萧平朗浑身控制不住地发抖。
心中似被万箭穿透,扔进了寒冬腊月的深井中,刺骨冰寒。
那分笑意越浓,他心口就越痛。
更气人的是,两人远远见着竟还有几分相似,正应了那句话。
姚怀玉遥遥见了他,懒洋洋朝他举起酒盏,“萧兄。”
萧平朗立刻低头,假装没看见,用不停颤抖的手努力握稳酒杯,喝起了闷酒。
他风寒本就未曾痊愈,酒一杯又一杯不要命似的往下灌,很快他的脸上就有了醉意,起了两抹坨红。
偏偏他人又生得白,今日也穿的玉白色鹤氅,那两抹红就显得格外引人注目。
“哟,萧兄着实好酒量,这脸比秦淮河妓子的脂粉还要红艳可人。”
旁桌有人揶揄。
萧平朗抬头看那人,默不作声地把那人桌上的酒盏拿了过来,揭了盖子,倒进了口中。
“萧兄这是何意?这酒可是千金难买的特供新丰酒,在下自己还没喝够呐!”
萧平朗盯着他不说话,醉意又添三分,加上心中憋着的醋意怒意,一副就是喝了你能奈我何的样子,看着十分挑衅。
被抢酒的那位方才痛呼之声不小,惹了很多目光集聚过来,众人窃窃私语。
姚怀玉自是也见了这情景,用扇子遮了下半张脸,眉眼弯弯。他叫来下人给那徐公子重新添酒,又小声同柳绮繁说了什么。
柳绮繁看向醉醺醺和人对峙的萧平朗,眼底幽深如浓墨。
“诸位金陵才子,姚某出一行酒令给大家助兴。请取《千字文》中的一句,必须要有禽鱼鸟兽之名。最终得胜者赏五花马一匹,对不出者罚酒三杯。便从萧兄开始吧。“姚怀玉用扇子指向萧平朗。
萧平朗虽醉得不轻,但还存了些理智。
此行酒令不难,随口即可出。
“游鹍独运。”
“不错。下一位,这位被夺酒的徐公子?”
“有虞陶唐。”
有人轻笑。
“繁繁,你来接。”
繁繁。姚怀玉叫她繁繁。他怎么可以叫她繁繁。
怎么不可以呢。他萧平朗对柳姑娘来说,或许只不过是镜花水月。繁儿姑娘又不是他的所有物。别人为什么不可以叫她繁繁呢。

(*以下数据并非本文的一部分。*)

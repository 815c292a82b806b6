//! Test utilities shared across crate-level unit and integration tests.

pub mod firebase;
#[cfg(not(target_arch = "wasm32"))]
pub mod http;

pub use firebase::test_firebase_app_with_api_key;
#[cfg(not(target_arch = "wasm32"))]
pub use http::start_mock_server;
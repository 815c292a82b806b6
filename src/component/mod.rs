mod component;
pub mod constants;
pub mod container;
pub mod provider;
pub mod types;

pub use component::Component;
pub use constants::DEFAULT_ENTRY_NAME;
pub use container::ComponentContainer;
pub use provider::Provider;
pub use types::{
    ComponentError, ComponentType, InstanceFactory, InstanceFactoryOptions, InstantiationMode,
};

use std::collections::HashMap;
use std::sync::{Arc, LazyLock, Mutex};

#[cfg(test)]
mod tests;

static GLOBAL_COMPONENTS: LazyLock<Mutex<HashMap<Arc<str>, Component>>> =
    LazyLock::new(|| Mutex::new(HashMap::new()));

pub fn global_components() -> &'static Mutex<HashMap<Arc<str>, Component>> {
    &GLOBAL_COMPONENTS
}

pub fn register_component(component: Component) -> bool {
    let mut guard = GLOBAL_COMPONENTS
        .lock()
        .unwrap_or_else(|poison| poison.into_inner());
    if guard.contains_key(component.name()) {
        return false;
    }
    guard.insert(Arc::from(component.name().to_owned()), component);
    true
}

#[cfg(test)]
pub fn clear_global_components_for_test() {
    GLOBAL_COMPONENTS
        .lock()
        .unwrap_or_else(|poison| poison.into_inner())
        .clear();
}
#[cfg(test)]
mod tests {
    use super::BASE64_STANDARD;
    use super::*;
    use crate::firestore::model::{DatabaseId, ResourcePath};
    use crate::firestore::remote::datastore::streaming::StreamingDatastoreImpl;
    use crate::firestore::remote::datastore::{NoopTokenProvider, TokenProviderArc};
    use crate::firestore::remote::stream::InMemoryTransport;
    use crate::firestore::remote::stream::MultiplexedConnection;
    use crate::platform::runtime;
    use async_trait::async_trait;
    use serde_json::json;
    use std::time::Duration;

    #[derive(Default)]
    struct TestDelegate {
        responses: Mutex<Vec<ListenResponse>>,
        errors: Mutex<Vec<FirestoreError>>,
    }

    #[cfg_attr(target_arch = "wasm32", async_trait(?Send))]
    #[cfg_attr(not(target_arch = "wasm32"), async_trait)]
    impl ListenStreamDelegate for TestDelegate {
        async fn on_listen_response(&self, response: ListenResponse) -> FirestoreResult<()> {
            let mut guard = self.responses.lock().await;
            guard.push(response);
            Ok(())
        }

        async fn on_stream_error(&self, error: FirestoreError) {
            let mut guard = self.errors.lock().await;
            guard.push(error);
        }
    }

    fn serializer() -> JsonProtoSerializer {
        JsonProtoSerializer::new(DatabaseId::new("project", "(default)"))
    }

    fn query_definition() -> QueryDefinition {
        QueryDefinition {
            collection_path: ResourcePath::from_string("cities").unwrap(),
            parent_path: ResourcePath::root(),
            collection_id: "cities".to_string(),
            collection_group: None,
            filters: Vec::new(),
            request_order_by: Vec::new(),
            result_order_by: Vec::new(),
            limit: None,
            limit_type: crate::firestore::api::query::LimitType::First,
            request_start_at: None,
            request_end_at: None,
            result_start_at: None,
            result_end_at: None,
            projection: None,
        }
    }

    #[tokio::test]
    async fn listen_stream_replays_targets_on_open() {
        let (left_transport, right_transport) = InMemoryTransport::pair();
        let left_connection = Arc::new(MultiplexedConnection::new(left_transport));
        let right_connection = Arc::new(MultiplexedConnection::new(right_transport));
        let datastore = StreamingDatastoreImpl::new(Arc::clone(&left_connection));
        let datastore: Arc<dyn crate::firestore::remote::datastore::StreamingDatastore> =
            Arc::new(datastore);

        let auth_provider: TokenProviderArc = Arc::new(NoopTokenProvider::default());
        let layer = NetworkLayer::builder(datastore, auth_provider).build();

        let delegate = Arc::new(TestDelegate::default());
        let stream_serializer = serializer();
        let listen = ListenStream::new(layer, stream_serializer.clone(), delegate.clone());

        let target = ListenTarget::for_query(&stream_serializer, 1, &query_definition()).unwrap();
        listen.watch(target).await.expect("watch target");

        let peer_stream = right_connection.open_stream().await.expect("peer stream");
        let payload = peer_stream
            .next()
            .await
            .expect("handshake")
            .expect("payload");

        let json: JsonValue = serde_json::from_slice(&payload).expect("json");
        assert_eq!(
            json.get("database"),
            Some(&json!("projects/project/databases/(default)"))
        );
        assert!(json.get("addTarget").is_some());

        listen.stop();
    }

    #[tokio::test]
    async fn listen_stream_decodes_target_change() {
        let (left_transport, right_transport) = InMemoryTransport::pair();
        let left_connection = Arc::new(MultiplexedConnection::new(left_transport));
        let right_connection = Arc::new(MultiplexedConnection::new(right_transport));
        let datastore = StreamingDatastoreImpl::new(Arc::clone(&left_connection));
        let datastore: Arc<dyn crate::firestore::remote::datastore::StreamingDatastore> =
            Arc::new(datastore);

        let auth_provider: TokenProviderArc = Arc::new(NoopTokenProvider::default());
        let layer = NetworkLayer::builder(datastore, auth_provider).build();

        let delegate = Arc::new(TestDelegate::default());
        let stream_serializer = serializer();
        let listen = ListenStream::new(layer, stream_serializer.clone(), delegate.clone());
        let target = ListenTarget::for_query(&stream_serializer, 1, &query_definition()).unwrap();
        listen.watch(target).await.expect("watch target");

        let peer_stream = right_connection.open_stream().await.expect("peer stream");
        // Consume the initial watch request.
        let _ = peer_stream
            .next()
            .await
            .expect("watch request")
            .expect("payload");

        let target_change = json!({
            "targetChange": {
                "targetIds": [1],
                "resumeToken": BASE64_STANDARD.encode(&[1, 2, 3]),
                "targetChangeType": "CURRENT"
            }
        });
        peer_stream
            .send(serde_json::to_vec(&target_change).unwrap())
            .await
            .expect("send target change");

        for _ in 0..10 {
            {
                let guard = delegate.responses.lock().await;
                if !guard.is_empty() {
                    break;
                }
            }
            runtime::sleep(Duration::from_millis(10)).await;
        }

        let responses = delegate.responses.lock().await;
        assert!(!responses.is_empty());
        match &responses[0] {
            ListenResponse::TargetChange(change) => {
                assert_eq!(change.target_ids, vec![1]);
                assert_eq!(change.resume_token.as_deref(), Some(&[1, 2, 3][..]));
                matches!(change.state, Some(TargetChangeState::Current));
            }
            other => panic!("unexpected response: {other:?}"),
        }

        listen.stop();
    }
}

可他明明都对繁儿姑娘表明了心意,繁儿姑娘没有拒绝,心中定是有他的。
或许繁儿姑娘心中虽有他,可不仅有他,还有其他人。他没那么重要,也没有任何理由来约束她或者别人。
繁繁繁繁。
烦烦烦烦!
萧平朗仰头,又闷了一口酒,结果把自己呛到了。这酒颇为辛辣,他捂着嘴咳得上气不接下气,差点要把肺咳出来。
“佐时阿衡。”柳绮繁道。
徐公子很是兴奋,“柳美人儿,你这可要罚酒了!说来也巧!还没见过柳美人你醉酒模样!”
柳绮繁笑而不语。
萧平朗起身,指着徐公子。
“蠢材!你对错了。你才应该罚酒!”
“啧啧啧。这萧小公子平日里最重礼义了。没想到喝醉了竟这般狂野,可谓是半夜敲钟,一鸣惊人呢。”姚怀玉悠悠道。
“萧平朗,我哪里对错了?!莫要信口雌黄!”
“有虞为舜帝,此虞非花鸟鱼虫之鱼,相较之下,柳姑娘的衡字中倒还有条真鱼。徐长河,你输了,就该你罚酒。”